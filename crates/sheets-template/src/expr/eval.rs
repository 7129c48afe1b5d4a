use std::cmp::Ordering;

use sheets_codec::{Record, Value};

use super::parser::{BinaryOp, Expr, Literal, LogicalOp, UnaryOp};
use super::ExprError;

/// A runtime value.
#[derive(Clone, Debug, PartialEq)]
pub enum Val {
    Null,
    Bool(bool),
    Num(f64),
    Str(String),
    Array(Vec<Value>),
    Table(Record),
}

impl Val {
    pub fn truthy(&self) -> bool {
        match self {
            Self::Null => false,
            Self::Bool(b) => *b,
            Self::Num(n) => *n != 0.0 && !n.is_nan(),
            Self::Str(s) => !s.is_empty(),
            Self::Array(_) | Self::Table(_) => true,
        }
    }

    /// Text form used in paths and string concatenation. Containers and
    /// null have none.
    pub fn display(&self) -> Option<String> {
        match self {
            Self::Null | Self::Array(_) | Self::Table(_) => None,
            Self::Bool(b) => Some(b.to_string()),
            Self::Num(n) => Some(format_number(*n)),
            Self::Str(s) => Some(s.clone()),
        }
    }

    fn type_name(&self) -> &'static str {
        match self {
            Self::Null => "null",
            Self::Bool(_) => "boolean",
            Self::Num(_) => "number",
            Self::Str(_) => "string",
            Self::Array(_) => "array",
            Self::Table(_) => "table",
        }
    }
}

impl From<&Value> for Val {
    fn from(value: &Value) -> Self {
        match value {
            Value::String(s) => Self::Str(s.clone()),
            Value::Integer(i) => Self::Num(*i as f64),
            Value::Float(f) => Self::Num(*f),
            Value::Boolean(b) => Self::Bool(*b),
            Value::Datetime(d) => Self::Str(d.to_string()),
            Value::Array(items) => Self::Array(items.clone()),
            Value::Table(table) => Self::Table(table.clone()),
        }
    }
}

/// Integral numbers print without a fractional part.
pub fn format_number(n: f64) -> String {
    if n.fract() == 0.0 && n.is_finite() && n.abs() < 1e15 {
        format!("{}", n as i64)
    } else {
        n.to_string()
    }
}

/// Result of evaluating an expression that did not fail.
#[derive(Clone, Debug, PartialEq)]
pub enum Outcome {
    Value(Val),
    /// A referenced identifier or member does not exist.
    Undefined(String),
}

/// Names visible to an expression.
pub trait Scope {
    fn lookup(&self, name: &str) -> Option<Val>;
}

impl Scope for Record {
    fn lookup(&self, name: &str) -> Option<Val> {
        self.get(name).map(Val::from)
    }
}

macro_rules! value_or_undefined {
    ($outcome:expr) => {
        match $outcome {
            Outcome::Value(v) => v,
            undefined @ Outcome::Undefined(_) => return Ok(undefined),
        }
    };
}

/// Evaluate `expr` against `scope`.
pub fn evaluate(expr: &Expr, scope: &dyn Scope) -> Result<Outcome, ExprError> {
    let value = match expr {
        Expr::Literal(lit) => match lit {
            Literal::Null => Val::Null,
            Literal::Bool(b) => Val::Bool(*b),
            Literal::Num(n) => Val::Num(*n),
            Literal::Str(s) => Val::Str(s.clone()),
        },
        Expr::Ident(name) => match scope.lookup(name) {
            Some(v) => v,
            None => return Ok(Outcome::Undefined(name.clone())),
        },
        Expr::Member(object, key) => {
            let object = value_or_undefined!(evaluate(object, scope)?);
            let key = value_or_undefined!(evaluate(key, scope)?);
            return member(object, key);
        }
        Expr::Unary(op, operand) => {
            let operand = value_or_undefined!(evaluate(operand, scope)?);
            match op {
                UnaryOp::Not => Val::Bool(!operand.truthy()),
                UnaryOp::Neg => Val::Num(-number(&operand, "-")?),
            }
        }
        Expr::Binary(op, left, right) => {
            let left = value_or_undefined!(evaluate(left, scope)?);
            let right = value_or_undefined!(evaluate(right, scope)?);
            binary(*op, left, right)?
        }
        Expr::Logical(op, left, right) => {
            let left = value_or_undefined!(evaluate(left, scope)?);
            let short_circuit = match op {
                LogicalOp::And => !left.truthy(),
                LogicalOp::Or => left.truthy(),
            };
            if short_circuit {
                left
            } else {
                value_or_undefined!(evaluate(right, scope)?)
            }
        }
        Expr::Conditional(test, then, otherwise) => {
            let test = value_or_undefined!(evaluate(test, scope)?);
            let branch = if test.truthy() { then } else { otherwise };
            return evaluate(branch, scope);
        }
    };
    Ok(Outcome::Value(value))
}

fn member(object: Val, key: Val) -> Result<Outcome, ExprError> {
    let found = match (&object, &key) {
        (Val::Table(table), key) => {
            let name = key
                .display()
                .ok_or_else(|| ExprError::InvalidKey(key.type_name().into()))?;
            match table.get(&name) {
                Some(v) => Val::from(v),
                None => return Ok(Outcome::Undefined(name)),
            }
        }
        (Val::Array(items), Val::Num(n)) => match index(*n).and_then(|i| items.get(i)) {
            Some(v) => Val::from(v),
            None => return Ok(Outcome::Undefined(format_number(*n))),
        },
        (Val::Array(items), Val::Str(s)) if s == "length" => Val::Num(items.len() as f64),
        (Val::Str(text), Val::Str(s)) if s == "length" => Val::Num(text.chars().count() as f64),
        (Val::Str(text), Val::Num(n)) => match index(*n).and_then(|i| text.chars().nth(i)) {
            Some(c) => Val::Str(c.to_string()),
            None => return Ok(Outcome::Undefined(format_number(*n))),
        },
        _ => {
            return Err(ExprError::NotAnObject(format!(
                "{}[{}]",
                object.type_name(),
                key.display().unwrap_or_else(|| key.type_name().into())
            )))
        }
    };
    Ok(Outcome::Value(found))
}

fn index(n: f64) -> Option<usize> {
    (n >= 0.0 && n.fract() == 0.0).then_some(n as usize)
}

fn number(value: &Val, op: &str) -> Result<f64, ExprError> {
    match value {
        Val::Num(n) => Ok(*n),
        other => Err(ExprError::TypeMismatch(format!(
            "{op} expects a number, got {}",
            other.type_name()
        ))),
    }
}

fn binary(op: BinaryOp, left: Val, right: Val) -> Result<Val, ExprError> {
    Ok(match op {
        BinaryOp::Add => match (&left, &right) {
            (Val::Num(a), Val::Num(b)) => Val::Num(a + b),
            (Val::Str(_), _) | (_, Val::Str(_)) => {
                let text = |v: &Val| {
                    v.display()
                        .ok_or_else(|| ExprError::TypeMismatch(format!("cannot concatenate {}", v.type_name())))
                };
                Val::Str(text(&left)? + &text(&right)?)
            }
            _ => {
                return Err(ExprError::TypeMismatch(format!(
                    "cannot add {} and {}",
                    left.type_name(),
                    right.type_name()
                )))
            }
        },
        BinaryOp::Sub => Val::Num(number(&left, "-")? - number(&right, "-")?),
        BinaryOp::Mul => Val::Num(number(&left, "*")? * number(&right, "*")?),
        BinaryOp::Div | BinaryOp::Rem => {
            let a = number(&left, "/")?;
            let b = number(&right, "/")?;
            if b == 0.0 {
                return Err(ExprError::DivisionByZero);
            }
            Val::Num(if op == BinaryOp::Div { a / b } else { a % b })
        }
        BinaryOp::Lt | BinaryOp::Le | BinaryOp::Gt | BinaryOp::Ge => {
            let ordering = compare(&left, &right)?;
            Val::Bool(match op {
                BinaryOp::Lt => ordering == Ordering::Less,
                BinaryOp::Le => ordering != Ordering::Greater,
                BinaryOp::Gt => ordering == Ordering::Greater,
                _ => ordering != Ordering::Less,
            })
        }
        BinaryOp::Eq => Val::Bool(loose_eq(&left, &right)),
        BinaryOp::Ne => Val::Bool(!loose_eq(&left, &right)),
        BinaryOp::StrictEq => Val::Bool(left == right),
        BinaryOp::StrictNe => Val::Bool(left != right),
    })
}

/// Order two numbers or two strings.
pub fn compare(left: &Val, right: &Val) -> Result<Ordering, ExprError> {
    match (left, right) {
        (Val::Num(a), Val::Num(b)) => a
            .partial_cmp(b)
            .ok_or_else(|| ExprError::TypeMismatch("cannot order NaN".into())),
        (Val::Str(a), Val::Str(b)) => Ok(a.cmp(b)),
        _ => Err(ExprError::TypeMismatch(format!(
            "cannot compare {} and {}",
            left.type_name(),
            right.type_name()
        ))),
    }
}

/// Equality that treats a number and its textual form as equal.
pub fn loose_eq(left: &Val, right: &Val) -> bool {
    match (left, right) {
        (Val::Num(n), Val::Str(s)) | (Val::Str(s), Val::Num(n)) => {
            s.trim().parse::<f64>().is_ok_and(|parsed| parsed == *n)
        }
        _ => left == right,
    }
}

__REQUIREMENT__
Each line in the listing above from the one containing "Value::Integer(i) => Self::Num(*i" through the one containing "Expr::Member(object, key) =>" should be repeated exactly, and no other line.

__RESPONSE__
            Value::Integer(i) => Self::Num(*i as f64),
            Value::Float(f) => Self::Num(*f),
            Value::Boolean(b) => Self::Bool(*b),
            Value::Datetime(d) => Self::Str(d.to_string()),
            Value::Array(items) => Self::Array(items.clone()),
            Value::Table(table) => Self::Table(table.clone()),
        }
    }
}

/// Integral numbers print without a fractional part.
pub fn format_number(n: f64) -> String {
    if n.fract() == 0.0 && n.is_finite() && n.abs() < 1e15 {
        format!("{}", n as i64)
    } else {
        n.to_string()
    }
}

/// Result of evaluating an expression that did not fail.
#[derive(Clone, Debug, PartialEq)]
pub enum Outcome {
    Value(Val),
    /// A referenced identifier or member does not exist.
    Undefined(String),
}

/// Names visible to an expression.
pub trait Scope {
    fn lookup(&self, name: &str) -> Option<Val>;
}

impl Scope for Record {
    fn lookup(&self, name: &str) -> Option<Val> {
        self.get(name).map(Val::from)
    }
}

macro_rules! value_or_undefined {
    ($outcome:expr) => {
        match $outcome {
            Outcome::Value(v) => v,
            undefined @ Outcome::Undefined(_) => return Ok(undefined),
        }
    };
}

/// Evaluate `expr` against `scope`.
pub fn evaluate(expr: &Expr, scope: &dyn Scope) -> Result<Outcome, ExprError> {
    let value = match expr {
        Expr::Literal(lit) => match lit {
            Literal::Null => Val::Null,
            Literal::Bool(b) => Val::Bool(*b),
            Literal::Num(n) => Val::Num(*n),
            Literal::Str(s) => Val::Str(s.clone()),
        },
        Expr::Ident(name) => match scope.lookup(name) {
            Some(v) => v,
            None => return Ok(Outcome::Undefined(name.clone())),
        },
        Expr::Member(object, key) => {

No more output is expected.